(Dataset excerpts Opens)

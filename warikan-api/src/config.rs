use config::{Config, ConfigError, Environment, File};
use serde::{Deserialize, Serialize};
use std::path::{Path, PathBuf};

pub const DEFAULT_MAX_FILE_SIZE_BYTES: usize = 10 * 1024 * 1024;
pub const DEFAULT_MAX_JSON_BYTES: usize = 32 * 1024 * 1024;

const DEFAULT_CONFIG: &str = r#"
[cors]
allowed_origins = ["http://localhost:3000"]

[server]
host = "127.0.0.1"
port = 8080

[upload]
# Largest accepted ledger file
max_file_size_bytes = 10485760
# Largest accepted calculate request body
max_json_bytes = 33554432
# WHATWG encoding label of the uploaded ledger
encoding = "Shift_JIS"
"#;

#[derive(Debug, Deserialize, Serialize, Clone, Default)]
pub struct ApiConfig {
    pub cors: Option<CorsConfig>,
    pub server: Option<ServerConfig>,
    pub upload: Option<UploadConfig>,
}

#[derive(Debug, Deserialize, Serialize, Clone)]
pub struct CorsConfig {
    pub allowed_origins: Vec<String>,
}

impl Default for CorsConfig {
    fn default() -> Self {
        Self {
            allowed_origins: vec!["http://localhost:3000".to_string()],
        }
    }
}

#[derive(Debug, Deserialize, Serialize, Clone)]
pub struct ServerConfig {
    pub host: String,
    pub port: u16,
}

impl Default for ServerConfig {
    fn default() -> Self {
        Self {
            host: "127.0.0.1".to_string(),
            port: 8080,
        }
    }
}

#[derive(Debug, Deserialize, Serialize, Clone)]
#[serde(default)]
pub struct UploadConfig {
    pub max_file_size_bytes: usize,
    pub max_json_bytes: usize,
    pub encoding: String,
}

impl Default for UploadConfig {
    fn default() -> Self {
        Self {
            max_file_size_bytes: DEFAULT_MAX_FILE_SIZE_BYTES,
            max_json_bytes: DEFAULT_MAX_JSON_BYTES,
            encoding: "Shift_JIS".to_string(),
        }
    }
}

impl ApiConfig {
    /// Loads the config file, writing a default one to the standard
    /// location on first start. `WARIKAN__SECTION__KEY` variables override
    /// file values.
    pub fn load(path_override: Option<&Path>) -> Result<(Self, PathBuf), ConfigError> {
        let config_path = match path_override {
            Some(path) => path.to_path_buf(),
            None => {
                let path = get_config_path();
                write_default_config(&path)?;
                path
            }
        };

        let config = Self::from_sources(&config_path)?;
        Ok((config, config_path))
    }

    fn from_sources(config_path: &Path) -> Result<Self, ConfigError> {
        let builder = Config::builder()
            .add_source(File::from(config_path.to_path_buf()))
            .add_source(
                Environment::with_prefix("WARIKAN")
                    .separator("__")
                    .try_parsing(true)
                    .list_separator(",")
                    .with_list_parse_key("cors.allowed_origins"),
            )
            .build()?;

        builder.try_deserialize()
    }

    pub fn server(&self) -> ServerConfig {
        self.server.clone().unwrap_or_default()
    }

    pub fn cors(&self) -> CorsConfig {
        self.cors.clone().unwrap_or_default()
    }

    pub fn upload(&self) -> UploadConfig {
        self.upload.clone().unwrap_or_default()
    }
}

fn write_default_config(config_path: &Path) -> Result<(), ConfigError> {
    if let Some(parent) = config_path.parent() {
        std::fs::create_dir_all(parent).map_err(|e| {
            ConfigError::Message(format!("Failed to create config directory: {e}"))
        })?;
    }

    if !config_path.exists() {
        std::fs::write(config_path, DEFAULT_CONFIG).map_err(|e| {
            ConfigError::Message(format!("Failed to write default config: {e}"))
        })?;
    }

    Ok(())
}

pub fn get_config_path() -> PathBuf {
    if let Some(config_dir) = dirs::config_dir() {
        config_dir.join("warikan").join("api.toml")
    } else {
        PathBuf::from("api.toml")
    }
}
use super::parse_records;
use csv::ReaderBuilder;
use shared_types::{ExpenseRecord, LedgerError};
use std::io::Read;
use tracing::debug;

/// Reads decoded ledger CSV text into rows.
///
/// Row length is not enforced here; short rows are left for the record
/// parser to drop. Only a malformed CSV envelope is an error.
pub struct LedgerReader {
    delimiter: u8,
}

impl LedgerReader {
    pub fn new() -> Self {
        Self { delimiter: b',' }
    }

    pub fn read_rows<R: Read>(&self, input: R) -> Result<Vec<Vec<String>>, LedgerError> {
        let mut reader = ReaderBuilder::new()
            .delimiter(self.delimiter)
            .has_headers(false)
            .flexible(true)
            .from_reader(input);

        let mut rows = Vec::new();

        for result in reader.records() {
            let record = result.map_err(|e| LedgerError::Csv {
                line: e.position().map(|p| p.line()).unwrap_or_default(),
                message: e.to_string(),
            })?;
            rows.push(record.iter().map(str::to_string).collect());
        }

        debug!(rows = rows.len(), "Read ledger rows");
        Ok(rows)
    }

    /// Reads `input` and returns the header and every parsed record
    pub fn read_ledger<R: Read>(
        &self,
        input: R,
    ) -> Result<(Vec<String>, Vec<ExpenseRecord>), LedgerError> {
        let rows = self.read_rows(input)?;
        let (header, records) = parse_records(rows);
        let records: Vec<ExpenseRecord> = records.collect();

        debug!(records = records.len(), "Parsed ledger records");
        Ok((header, records))
    }
}

impl Default for LedgerReader {
    fn default() -> Self {
        Self::new()
    }
}
//! Warikan core
//!
//! Splits a household ledger between two parties.
//!
//! - `record_parser`: decoded ledger rows into [`ExpenseRecord`]s
//! - `settlement`: classifies expenditures by owner, spouse or shared and
//!   computes who owes whom
//!
//! Both are pure: no I/O beyond the reader handed in, no shared state.
//! Degraded-data events are reported through `tracing` and are silent
//! unless the host installs a subscriber.
//!
//! # Example
//!
//! ```rust,ignore
//! use warikan_core::{calculate, LedgerReader};
//! use shared_types::Settings;
//!
//! let (_header, records) = LedgerReader::new().read_ledger(text.as_bytes())?;
//! let result = calculate(&records, &Settings::default());
//! ```

pub mod record_parser;
pub mod settlement;

pub use record_parser::{parse_amount, parse_records, LedgerReader, Records};
pub use settlement::{calculate, classify, PartyMatcher};

pub use shared_types::{
    CalculationResult, CalculationTarget, ExpenseRecord, LedgerError, Settings,
};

(Dataset excerpts Closes)

Could you filter the entries above for lines holding the string "collect" and copy them?

## Output for this task
            rows.push(record.iter().map(str::to_string).collect());
        let records: Vec<ExpenseRecord> = records.collect();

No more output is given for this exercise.